One point about Huawei's competitors: Whilst their hardware is made in China or elsewhere in SE Asia, their software is typically produced at home.
the beyound IT view
You all only see what have happened on your part and the IT part but the Chinese part.
When you buy a bargain like that, do you know how many rural labor that moved into cities works 10 hours or more non-stop, on the stream line? And how much they earn?
When you buy those bargains you are creating market disorder for the future and you are helping the Chinese gov to make their flawed stats and economic victory at the cost of both environment and morality look better.
Maybe I am trolling, I am sorry, but just think about it.
Nice story but poor reporting
"at Cabinet level by senior intelligence officials ", remember as a journalist, you should prefer facts and avoid rumour. I suspect that your story stems from a number of vendors who have briefed against Huwaei who were upset that they won a nice chunk of CN21. If you ask around, you will find that in certain places, particularly the far east, Huwaei offer products at a fraction over costs into what are perceived as strategic accounts.
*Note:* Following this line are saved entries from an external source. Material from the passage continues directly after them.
//! OpenID Connect Discovery client.
//!
//! Fetches provider metadata from the `.well-known/openid-configuration`
//! endpoint. Every call is a fresh network round trip: the plugin performs
//! no caching and no retries, and the caller owns any retry policy.
//!
//! # Security Considerations
//!
//! - Only HTTPS issuer URLs are allowed (except when `allow_http` is set
//!   for tests)
//! - The `issuer` claim in the discovery document must equal the configured
//!   issuer URL
//! - Requests carry the configured timeout so a slow provider fails the
//!   login instead of hanging the request
//! - Response bodies over 1 MB are rejected before parsing

use std::time::Duration;

use url::Url;

use crate::oidc::OidcDiscoveryDocument;

/// Maximum accepted size of a discovery document body.
const MAX_RESPONSE_SIZE: usize = 1024 * 1024;

/// Errors that can occur during OIDC discovery.
#[derive(Debug, thiserror::Error)]
pub enum DiscoveryError {
    /// A network error occurred while fetching the discovery document.
    #[error("Network error: {0}")]
    Network(String),

    /// The HTTP request returned a non-success status code.
    #[error("HTTP error: status {0}")]
    Http(u16),

    /// The discovery document could not be parsed as JSON.
    #[error("Failed to parse discovery document: {0}")]
    Parse(String),

    /// The discovery document body exceeded the size limit.
    #[error("Discovery document too large: {0} bytes")]
    ResponseTooLarge(usize),

    /// The issuer in the discovery document does not match the expected
    /// issuer.
    #[error("Issuer mismatch: expected {expected}, got {actual}")]
    IssuerMismatch {
        /// The expected issuer URL.
        expected: String,
        /// The actual issuer URL from the discovery document.
        actual: String,
    },

    /// The issuer URL scheme is not allowed.
    #[error("Invalid URL scheme: {0} (only HTTPS is allowed)")]
    InvalidScheme(String),
}

/// Client for fetching OIDC discovery documents.
pub struct OidcDiscoveryClient {
    http_client: reqwest::Client,
    allow_http: bool,
}

impl OidcDiscoveryClient {
    /// Creates a new discovery client.
    ///
    /// # Panics
    ///
    /// Panics if the HTTP client cannot be created (should not happen in
    /// practice).
    #[must_use]
    pub fn new(request_timeout: Duration, allow_http: bool) -> Self {
        let http_client = reqwest::Client::builder()
            .timeout(request_timeout)
            .build()
            .expect("Failed to create HTTP client");

        Self {
            http_client,
            allow_http,
        }
    }

    /// Discovers OIDC configuration from an issuer URL.
    ///
    /// Builds `{issuer}/.well-known/openid-configuration`, fetches the
    /// document, and validates that its `issuer` matches.
    ///
    /// # Errors
    ///
    /// Returns an error if the issuer URL is not HTTPS (unless `allow_http`
    /// is set), the document cannot be fetched or parsed, or the issuer in
    /// the document does not match.
    pub async fn discover(&self, issuer: &Url) -> Result<OidcDiscoveryDocument, DiscoveryError> {
        self.validate_issuer_scheme(issuer)?;

        let discovery_url = build_discovery_url(issuer);

        let response = self
            .http_client
            .get(discovery_url.as_str())
            .header("Accept", "application/json")
            .send()
            .await
            .map_err(|e| {
                tracing::warn!("Failed to fetch OIDC discovery from {}: {}", issuer, e);
                DiscoveryError::Network(e.to_string())
            })?;

        if !response.status().is_success() {
            return Err(DiscoveryError::Http(response.status().as_u16()));
        }

        if let Some(length) = response.content_length() {
            let length = usize::try_from(length).unwrap_or(usize::MAX);
            if length > MAX_RESPONSE_SIZE {
                return Err(DiscoveryError::ResponseTooLarge(length));
            }
        }

        let body = response
            .bytes()
            .await
            .map_err(|e| DiscoveryError::Network(e.to_string()))?;
        if body.len() > MAX_RESPONSE_SIZE {
            return Err(DiscoveryError::ResponseTooLarge(body.len()));
        }

        let document: OidcDiscoveryDocument = serde_json::from_slice(&body).map_err(|e| {
            tracing::warn!(
                "Failed to parse OIDC discovery document from {}: {}",
                issuer,
                e
            );
            DiscoveryError::Parse(e.to_string())
        })?;

        validate_issuer(&document, issuer)?;

        tracing::debug!(
            "Discovered OIDC configuration for issuer {}",
            document.issuer
        );

        Ok(document)
    }

    /// Validates that the issuer URL uses an allowed scheme.
    fn validate_issuer_scheme(&self, issuer: &Url) -> Result<(), DiscoveryError> {
        let scheme = issuer.scheme();

        if scheme == "https" || (scheme == "http" && self.allow_http) {
            return Ok(());
        }

        Err(DiscoveryError::InvalidScheme(scheme.to_string()))
    }
}

/// Builds the discovery URL from an issuer URL.
///
/// Per the OIDC Discovery spec the document lives at
/// `{issuer}/.well-known/openid-configuration`.
fn build_discovery_url(issuer: &Url) -> Url {
    let mut discovery_url = issuer.clone();
    let path = issuer.path().trim_end_matches('/');
    discovery_url.set_path(&format!("{path}/.well-known/openid-configuration"));
    discovery_url
}

/// Validates that the document's issuer matches the expected issuer.
///
/// Comparison ignores a single trailing slash; providers are inconsistent
/// about emitting it.
fn validate_issuer(
    document: &OidcDiscoveryDocument,
    expected: &Url,
) -> Result<(), DiscoveryError> {
    let expected_str = expected.as_str().trim_end_matches('/');
    let actual_str = document.issuer.trim_end_matches('/');

    if expected_str != actual_str {
        return Err(DiscoveryError::IssuerMismatch {
            expected: expected_str.to_string(),
            actual: actual_str.to_string(),
        });
    }

    Ok(())
}

#[cfg(test)]
mod tests {
    use super::*;
    use wiremock::matchers::{method, path};
    use wiremock::{Mock, MockServer, ResponseTemplate};

    fn discovery_body(issuer: &str) -> serde_json::Value {
        serde_json::json!({
            "issuer": issuer,
            "authorization_endpoint": format!("{issuer}/authorize"),
            "token_endpoint": format!("{issuer}/token"),
            "userinfo_endpoint": format!("{issuer}/userinfo"),
            "jwks_uri": format!("{issuer}/.well-known/jwks.json")
        })
    }

    #[test]
    fn test_build_discovery_url() {
        let issuer = Url::parse("https://auth.example.com").unwrap();
        assert_eq!(
            build_discovery_url(&issuer).as_str(),
            "https://auth.example.com/.well-known/openid-configuration"
        );

        let issuer = Url::parse("https://auth.example.com/realms/main/").unwrap();
        assert_eq!(
            build_discovery_url(&issuer).as_str(),
            "https://auth.example.com/realms/main/.well-known/openid-configuration"
        );
    }

    #[test]
    fn test_https_required_by_default() {
        let client = OidcDiscoveryClient::new(Duration::from_secs(1), false);
        let issuer = Url::parse("http://auth.example.com").unwrap();
        let err = client.validate_issuer_scheme(&issuer).unwrap_err();
        assert!(matches!(err, DiscoveryError::InvalidScheme(_)));
    }

    #[tokio::test]
    async fn test_discover_success() {
        let server = MockServer::start().await;

        Mock::given(method("GET"))
            .and(path("/.well-known/openid-configuration"))
            .respond_with(ResponseTemplate::new(200).set_body_json(discovery_body(&server.uri())))
            .mount(&server)
            .await;

        let client = OidcDiscoveryClient::new(Duration::from_secs(5), true);
        let issuer = Url::parse(&server.uri()).unwrap();

        let doc = client.discover(&issuer).await.unwrap();
        assert_eq!(doc.issuer, server.uri());
        assert_eq!(doc.token_endpoint, format!("{}/token", server.uri()));
    }

    #[tokio::test]
    async fn test_discover_issuer_mismatch() {
        let server = MockServer::start().await;

        Mock::given(method("GET"))
            .and(path("/.well-known/openid-configuration"))
            .respond_with(
                ResponseTemplate::new(200)
                    .set_body_json(discovery_body("https://evil.example.com")),
            )
            .mount(&server)
            .await;

        let client = OidcDiscoveryClient::new(Duration::from_secs(5), true);
        let issuer = Url::parse(&server.uri()).unwrap();

        let err = client.discover(&issuer).await.unwrap_err();
        assert!(matches!(err, DiscoveryError::IssuerMismatch { .. }));
    }

    #[tokio::test]
    async fn test_discover_http_error() {
        let server = MockServer::start().await;

        Mock::given(method("GET"))
            .and(path("/.well-known/openid-configuration"))
            .respond_with(ResponseTemplate::new(404))
            .mount(&server)
            .await;

        let client = OidcDiscoveryClient::new(Duration::from_secs(5), true);
        let issuer = Url::parse(&server.uri()).unwrap();

        let err = client.discover(&issuer).await.unwrap_err();
        assert!(matches!(err, DiscoveryError::Http(404)));
    }

    #[tokio::test]
    async fn test_discover_oversized_body() {
        let server = MockServer::start().await;

        let padding = "x".repeat(MAX_RESPONSE_SIZE + 1);
        Mock::given(method("GET"))
            .and(path("/.well-known/openid-configuration"))
            .respond_with(ResponseTemplate::new(200).set_body_string(padding))
            .mount(&server)
            .await;

        let client = OidcDiscoveryClient::new(Duration::from_secs(5), true);
        let issuer = Url::parse(&server.uri()).unwrap();

        let err = client.discover(&issuer).await.unwrap_err();
        assert!(matches!(err, DiscoveryError::ResponseTooLarge(_)));
    }

    #[tokio::test]
    async fn test_discover_malformed_body() {
        let server = MockServer::start().await;

        Mock::given(method("GET"))
            .and(path("/.well-known/openid-configuration"))
            .respond_with(ResponseTemplate::new(200).set_body_string("not json"))
            .mount(&server)
            .await;

        let client = OidcDiscoveryClient::new(Duration::from_secs(5), true);
        let issuer = Url::parse(&server.uri()).unwrap();

        let err = client.discover(&issuer).await.unwrap_err();
        assert!(matches!(err, DiscoveryError::Parse(_)));
    }

    #[test]
    fn test_validate_issuer_trailing_slash() {
        let doc: OidcDiscoveryDocument = serde_json::from_value(discovery_body(
            "https://auth.example.com/realms/main",
        ))
        .unwrap();

        let expected = Url::parse("https://auth.example.com/realms/main/").unwrap();
        assert!(validate_issuer(&doc, &expected).is_ok());
    }
}
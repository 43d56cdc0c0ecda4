//! The resolved external identity.
//!
//! [`ExternalIdentity`] is the Identity Resolver's output contract: the
//! verified attributes of one authenticated subject, produced fresh per
//! login and never persisted directly.

use serde_json::Value;

use crate::config::ClaimMapping;
use crate::error::AuthError;

/// Verified identity attributes returned by the identity provider.
#[derive(Debug, Clone, PartialEq, Eq)]
pub struct ExternalIdentity {
    /// Stable, opaque, provider-issued identifier (unique per provider).
    pub external_id: String,

    /// Username as asserted by the provider.
    pub username: String,

    /// Email address as asserted by the provider.
    pub email: String,

    /// Display name as asserted by the provider.
    pub full_name: String,

    /// Group memberships; empty when the provider sent none.
    pub groups: Vec<String>,
}

impl ExternalIdentity {
    /// Extracts an identity from a userinfo claims payload.
    ///
    /// Claim field names come from the deployment's [`ClaimMapping`]. The
    /// group claim is optional and accepts either a JSON array of strings
    /// or a comma-separated string; every other field is required.
    ///
    /// # Errors
    ///
    /// Returns [`AuthError::IncompleteIdentity`] naming the first required
    /// claim that is absent or not a string.
    pub fn from_claims(mapping: &ClaimMapping, claims: &Value) -> Result<Self, AuthError> {
        Ok(Self {
            external_id: required_str(claims, &mapping.guid)?,
            username: required_str(claims, &mapping.username)?,
            email: required_str(claims, &mapping.email)?,
            full_name: required_str(claims, &mapping.full_name)?,
            groups: group_values(claims.get(&mapping.groups)),
        })
    }
}

fn required_str(claims: &Value, field: &str) -> Result<String, AuthError> {
    claims
        .get(field)
        .and_then(Value::as_str)
        .map(String::from)
        .ok_or_else(|| AuthError::incomplete_identity(field))
}

/// Extracts group names from a claim value.
///
/// Providers emit groups either as an array of strings or as one
/// comma-separated string. Anything else yields no groups.
fn group_values(value: Option<&Value>) -> Vec<String> {
    match value {
        Some(Value::Array(items)) => items
            .iter()
            .filter_map(Value::as_str)
            .map(String::from)
            .collect(),
        Some(Value::String(s)) => s
            .split(',')
            .map(str::trim)
            .filter(|g| !g.is_empty())
            .map(String::from)
            .collect(),
        _ => Vec::new(),
    }
}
At a margin that few western vendors can compete at.
Companies like Huwaei benefit from cheap credit from state sponsored banks, lenient labour laws with low wages with far better access to a growing internal market than western rivals. The red hearing of national security makes a nice headline but the substance of this story is weak and below the normal standard set by el Reg. Exclusive, yes - good reporting, definitely not!